* _TASK REQUIREMENTS_: Across the entries below, determine how many lines include the word "advisory". State only the resulting number.

(Saved data entries)
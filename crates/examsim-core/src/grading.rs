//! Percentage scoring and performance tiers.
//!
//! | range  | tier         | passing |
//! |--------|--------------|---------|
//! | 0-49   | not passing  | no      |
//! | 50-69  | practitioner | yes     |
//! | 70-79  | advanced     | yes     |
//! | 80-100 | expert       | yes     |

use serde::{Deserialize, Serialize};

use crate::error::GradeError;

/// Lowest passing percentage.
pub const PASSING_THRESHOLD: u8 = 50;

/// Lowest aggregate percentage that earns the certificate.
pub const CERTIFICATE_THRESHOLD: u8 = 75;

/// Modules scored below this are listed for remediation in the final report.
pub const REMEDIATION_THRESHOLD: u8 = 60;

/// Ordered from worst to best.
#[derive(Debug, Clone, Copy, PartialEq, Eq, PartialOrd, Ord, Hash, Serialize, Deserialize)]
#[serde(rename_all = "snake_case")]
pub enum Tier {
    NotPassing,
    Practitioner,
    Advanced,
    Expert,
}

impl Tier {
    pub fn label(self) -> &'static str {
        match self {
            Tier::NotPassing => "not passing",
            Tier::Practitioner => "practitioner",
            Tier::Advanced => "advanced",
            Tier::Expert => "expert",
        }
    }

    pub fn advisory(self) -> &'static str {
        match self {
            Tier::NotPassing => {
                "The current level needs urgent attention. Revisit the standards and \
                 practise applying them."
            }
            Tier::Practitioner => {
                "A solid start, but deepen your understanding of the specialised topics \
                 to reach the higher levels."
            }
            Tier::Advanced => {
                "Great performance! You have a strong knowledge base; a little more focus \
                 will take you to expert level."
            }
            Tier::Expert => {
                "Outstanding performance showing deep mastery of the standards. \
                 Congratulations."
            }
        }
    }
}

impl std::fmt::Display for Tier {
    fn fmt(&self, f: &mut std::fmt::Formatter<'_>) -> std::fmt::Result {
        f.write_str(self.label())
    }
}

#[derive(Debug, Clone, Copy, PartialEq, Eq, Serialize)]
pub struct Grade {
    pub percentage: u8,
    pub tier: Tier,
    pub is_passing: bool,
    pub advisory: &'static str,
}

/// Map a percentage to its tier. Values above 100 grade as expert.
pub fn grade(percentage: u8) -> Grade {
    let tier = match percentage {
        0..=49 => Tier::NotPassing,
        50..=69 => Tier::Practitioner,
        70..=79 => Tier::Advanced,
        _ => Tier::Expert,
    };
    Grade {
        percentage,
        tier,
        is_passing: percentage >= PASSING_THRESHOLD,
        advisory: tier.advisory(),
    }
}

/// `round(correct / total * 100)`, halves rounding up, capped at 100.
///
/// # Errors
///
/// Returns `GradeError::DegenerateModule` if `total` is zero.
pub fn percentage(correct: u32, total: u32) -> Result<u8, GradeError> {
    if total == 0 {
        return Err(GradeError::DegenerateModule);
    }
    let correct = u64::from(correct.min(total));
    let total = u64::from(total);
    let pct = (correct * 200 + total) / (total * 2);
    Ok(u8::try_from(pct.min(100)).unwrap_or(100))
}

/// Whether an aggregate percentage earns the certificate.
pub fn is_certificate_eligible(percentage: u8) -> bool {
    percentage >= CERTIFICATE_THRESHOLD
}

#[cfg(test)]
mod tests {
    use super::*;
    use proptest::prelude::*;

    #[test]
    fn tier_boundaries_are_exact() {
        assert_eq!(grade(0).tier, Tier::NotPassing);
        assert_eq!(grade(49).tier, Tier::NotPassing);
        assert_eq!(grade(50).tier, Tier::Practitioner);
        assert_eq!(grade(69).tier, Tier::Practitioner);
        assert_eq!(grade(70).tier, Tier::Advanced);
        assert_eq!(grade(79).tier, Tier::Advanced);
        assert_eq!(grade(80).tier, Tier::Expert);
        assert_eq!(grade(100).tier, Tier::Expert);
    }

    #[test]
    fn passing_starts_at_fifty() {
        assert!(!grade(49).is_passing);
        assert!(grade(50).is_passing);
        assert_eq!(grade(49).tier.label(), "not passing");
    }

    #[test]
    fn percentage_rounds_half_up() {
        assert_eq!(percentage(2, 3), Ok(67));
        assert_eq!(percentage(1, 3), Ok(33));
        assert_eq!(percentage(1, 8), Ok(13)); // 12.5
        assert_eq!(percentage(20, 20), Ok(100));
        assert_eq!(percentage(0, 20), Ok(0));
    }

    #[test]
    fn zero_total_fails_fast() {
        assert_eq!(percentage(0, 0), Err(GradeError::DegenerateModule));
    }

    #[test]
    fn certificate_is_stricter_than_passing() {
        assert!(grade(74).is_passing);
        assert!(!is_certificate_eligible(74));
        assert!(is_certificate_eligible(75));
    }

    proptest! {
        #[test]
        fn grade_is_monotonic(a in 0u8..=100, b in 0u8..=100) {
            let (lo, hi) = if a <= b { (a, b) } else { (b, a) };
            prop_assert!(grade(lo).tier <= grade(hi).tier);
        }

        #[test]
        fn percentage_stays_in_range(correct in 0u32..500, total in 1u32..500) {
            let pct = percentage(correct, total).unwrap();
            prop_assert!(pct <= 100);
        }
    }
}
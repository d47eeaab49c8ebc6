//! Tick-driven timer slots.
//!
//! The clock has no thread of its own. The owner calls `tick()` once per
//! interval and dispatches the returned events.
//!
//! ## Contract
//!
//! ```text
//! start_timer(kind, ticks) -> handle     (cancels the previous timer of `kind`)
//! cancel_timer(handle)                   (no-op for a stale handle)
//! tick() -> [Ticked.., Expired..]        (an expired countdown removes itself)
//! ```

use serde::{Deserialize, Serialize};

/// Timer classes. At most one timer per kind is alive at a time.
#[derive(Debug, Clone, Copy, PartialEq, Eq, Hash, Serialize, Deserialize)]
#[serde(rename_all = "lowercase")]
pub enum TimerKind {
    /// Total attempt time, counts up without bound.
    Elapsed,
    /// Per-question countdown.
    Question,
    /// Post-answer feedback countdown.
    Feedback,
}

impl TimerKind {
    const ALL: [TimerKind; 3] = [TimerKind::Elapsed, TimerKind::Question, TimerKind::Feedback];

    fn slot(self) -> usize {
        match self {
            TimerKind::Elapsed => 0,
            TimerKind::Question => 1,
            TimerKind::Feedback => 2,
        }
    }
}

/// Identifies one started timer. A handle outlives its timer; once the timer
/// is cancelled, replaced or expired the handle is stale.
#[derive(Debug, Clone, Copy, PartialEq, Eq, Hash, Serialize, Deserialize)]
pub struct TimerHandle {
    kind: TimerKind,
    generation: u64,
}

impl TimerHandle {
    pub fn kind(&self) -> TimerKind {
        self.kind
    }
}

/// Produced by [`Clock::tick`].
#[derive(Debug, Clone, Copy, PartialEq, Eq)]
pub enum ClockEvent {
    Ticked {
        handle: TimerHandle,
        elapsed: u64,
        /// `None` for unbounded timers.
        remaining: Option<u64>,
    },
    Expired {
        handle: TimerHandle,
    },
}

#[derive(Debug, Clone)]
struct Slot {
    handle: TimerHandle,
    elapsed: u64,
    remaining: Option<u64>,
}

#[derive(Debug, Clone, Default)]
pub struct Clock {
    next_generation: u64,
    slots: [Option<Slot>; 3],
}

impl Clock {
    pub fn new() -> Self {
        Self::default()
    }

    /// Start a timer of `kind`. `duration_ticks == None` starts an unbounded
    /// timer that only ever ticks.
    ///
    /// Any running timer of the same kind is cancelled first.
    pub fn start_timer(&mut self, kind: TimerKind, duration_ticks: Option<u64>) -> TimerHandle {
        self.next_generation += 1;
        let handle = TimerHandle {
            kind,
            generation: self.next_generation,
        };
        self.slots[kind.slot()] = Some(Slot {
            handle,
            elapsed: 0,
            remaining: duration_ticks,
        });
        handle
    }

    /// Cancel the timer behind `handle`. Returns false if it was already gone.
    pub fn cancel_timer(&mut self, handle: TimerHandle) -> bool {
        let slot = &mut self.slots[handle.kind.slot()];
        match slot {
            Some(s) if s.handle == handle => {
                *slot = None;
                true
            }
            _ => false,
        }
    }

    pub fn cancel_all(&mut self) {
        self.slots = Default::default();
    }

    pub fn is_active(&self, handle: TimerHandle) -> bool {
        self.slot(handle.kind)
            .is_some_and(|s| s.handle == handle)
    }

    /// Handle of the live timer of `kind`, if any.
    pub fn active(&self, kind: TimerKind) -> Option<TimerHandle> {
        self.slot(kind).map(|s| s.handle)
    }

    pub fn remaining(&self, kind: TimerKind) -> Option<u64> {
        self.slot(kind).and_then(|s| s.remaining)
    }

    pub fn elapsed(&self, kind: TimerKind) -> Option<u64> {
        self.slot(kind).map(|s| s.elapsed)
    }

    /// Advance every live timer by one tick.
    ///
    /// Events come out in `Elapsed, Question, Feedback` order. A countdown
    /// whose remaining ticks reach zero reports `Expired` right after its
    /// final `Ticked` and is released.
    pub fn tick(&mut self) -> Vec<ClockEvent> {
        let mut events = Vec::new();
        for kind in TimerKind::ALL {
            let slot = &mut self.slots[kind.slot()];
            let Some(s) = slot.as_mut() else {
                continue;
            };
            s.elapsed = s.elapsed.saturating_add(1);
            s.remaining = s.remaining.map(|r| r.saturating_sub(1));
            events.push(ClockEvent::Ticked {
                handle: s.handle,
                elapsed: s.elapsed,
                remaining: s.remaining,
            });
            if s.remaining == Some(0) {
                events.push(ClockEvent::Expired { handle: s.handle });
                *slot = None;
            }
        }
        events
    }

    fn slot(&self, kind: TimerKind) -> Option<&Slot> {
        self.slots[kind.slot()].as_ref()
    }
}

* _SOLUTION TO THE PROBLEM_: 3